▶ _Task_:
Below are some records. Return exactly the lines from the one containing "holding when already" through the one containing "let ball_center = ball.center().y;", both included, and only those.

▶ _Input_:
//! WebGPU rendering module
//!
//! One triangle-list pipeline: shapes are emitted as colored vertices in
//! arena coordinates and mapped to clip space in the vertex shader.

pub mod pipeline;
pub mod shapes;
pub mod vertex;

pub use pipeline::RenderState;
pub use vertex::Vertex;
//! Computer paddle controller
//!
//! A proportional-with-deadband tracker: compare the paddle center to the
//! ball center and chase at a fraction of full speed, holding when already
//! close. Deliberately imperfect so well-placed shots can win points.

use crate::consts::*;
use crate::sim::state::{Ball, Paddle};

/// Set the computer paddle's vertical speed for this tick
///
/// Chases the ball center at `AI_SPEED_FACTOR` of full paddle speed once it
/// drifts more than `AI_DEADBAND` units from the paddle center; inside the
/// dead zone the paddle holds still.
pub fn track_ball(paddle: &mut Paddle, ball: &Ball) {
    let paddle_center = paddle.center_y();
    let ball_center = ball.center().y;
    let chase_speed = paddle.speed * AI_SPEED_FACTOR;

    if paddle_center < ball_center - AI_DEADBAND {
        paddle.dy = chase_speed;
    } else if paddle_center > ball_center + AI_DEADBAND {
        paddle.dy = -chase_speed;
    } else {
        paddle.dy = 0.0;
    }
}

▶ _Response area_:
//! ball center and chase at a fraction of full speed, holding when already
//! close. Deliberately imperfect so well-placed shots can win points.

use crate::consts::*;
use crate::sim::state::{Ball, Paddle};

/// Set the computer paddle's vertical speed for this tick
///
/// Chases the ball center at `AI_SPEED_FACTOR` of full paddle speed once it
/// drifts more than `AI_DEADBAND` units from the paddle center; inside the
/// dead zone the paddle holds still.
pub fn track_ball(paddle: &mut Paddle, ball: &Ball) {
    let paddle_center = paddle.center_y();
    let ball_center = ball.center().y;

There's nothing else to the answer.